The novelty, change, fluctuation, which scientific discovery has brought, and will yet bring, into the formerly settled worlds of opinion and social condition, will unsettle men's minds, and pave the way to an age of scepticism. Sound logic is necessary to provide that this doubt is transitional and not ultimate.

Scepticism is of two kinds, that of Pyrrho, and that of examination. The followers of Pyrrho, it is said, made doubting a profession, until at last they doubted whether they did doubt. This is the scepticism of the scorner and trifler.
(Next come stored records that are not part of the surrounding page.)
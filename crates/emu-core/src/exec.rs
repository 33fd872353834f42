//! Execution results for cycle-stepped components.

/// Why a component wants the run loop to stop.
///
/// Stops are honored at the next instruction boundary, never mid-cycle.
#[derive(Debug, Clone, Copy, PartialEq, Eq)]
pub enum StopReason {
    /// A soft (user-settable, resumable) breakpoint was reached.
    SoftBreakpoint,
    /// A hard breakpoint was reached.
    HardBreakpoint,
    /// A watchpoint fired.
    Watchpoint,
    /// The CPU executed a jam opcode and is locked until reset.
    Jammed,
    /// An external stop request (UI, power-off) is pending.
    Requested,
}

/// Result of advancing a component by one cycle.
///
/// Replaces unwinding out of the run loop: a component that wants the
/// scheduler to pause returns `StopAtBoundary` and the scheduler finishes
/// the current instruction before suspending.
#[derive(Debug, Clone, Copy, PartialEq, Eq)]
pub enum ExecResult {
    /// Keep running.
    Continue,
    /// Suspend at the next clean instruction boundary.
    StopAtBoundary(StopReason),
}

impl ExecResult {
    /// True if this result requests a stop.
    #[must_use]
    pub fn is_stop(self) -> bool {
        matches!(self, ExecResult::StopAtBoundary(_))
    }
}
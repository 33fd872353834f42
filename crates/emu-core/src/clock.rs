//! Master clock configuration.

use crate::Ticks;

/// Master clock configuration for a system.
///
/// Each system has a master crystal that drives all timing. Components may
/// run at divided rates, but everything derives from this frequency.
#[derive(Debug, Clone, Copy)]
pub struct MasterClock {
    /// Crystal frequency in Hz (e.g. `985_248` for a PAL C64 CPU).
    pub frequency_hz: u64,
}

impl MasterClock {
    #[must_use]
    pub const fn new(frequency_hz: u64) -> Self {
        Self { frequency_hz }
    }

    /// Ticks per frame at the given frame rate (integer division).
    #[must_use]
    pub const fn ticks_per_frame(&self, frames_per_second: u64) -> Ticks {
        Ticks::new(self.frequency_hz / frames_per_second)
    }

    /// Duration of one tick in tenths of a nanosecond.
    ///
    /// The 1541 interleave compares times in this unit, so the divide
    /// rounds the same way everywhere.
    #[must_use]
    pub const fn tick_duration_tenth_ns(&self) -> u64 {
        10_000_000_000 / self.frequency_hz
    }
}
He did not know that he did not know it, and if he did know it it was more than he knew. This is as far as the philosopher, of this school can go. Dickens has drawn the portrait of these, logicians in Mr. Tigg:—

'When a man like Slyme,' said Mr. Tigg, 'is detained for such a thing as a bill' I reject the superstition of ages, and believe nothing. I don't even believe that I don't believe, curse me if I do.'

Hood is ironical on the professors of uncertainty. 'On a certain day of a certain year, certain officers went, on certain information, to a certain court, in a certain city, to take up a certain Italian for a certain crime. What gross fools are they who say there is nothing certain in this world.'

But scepticism is not capable of disturbing the well-grounded repose of the wise; for when the sceptic thinks he has involved everything in doubt, everything is still left in as much certainty as his scepticism.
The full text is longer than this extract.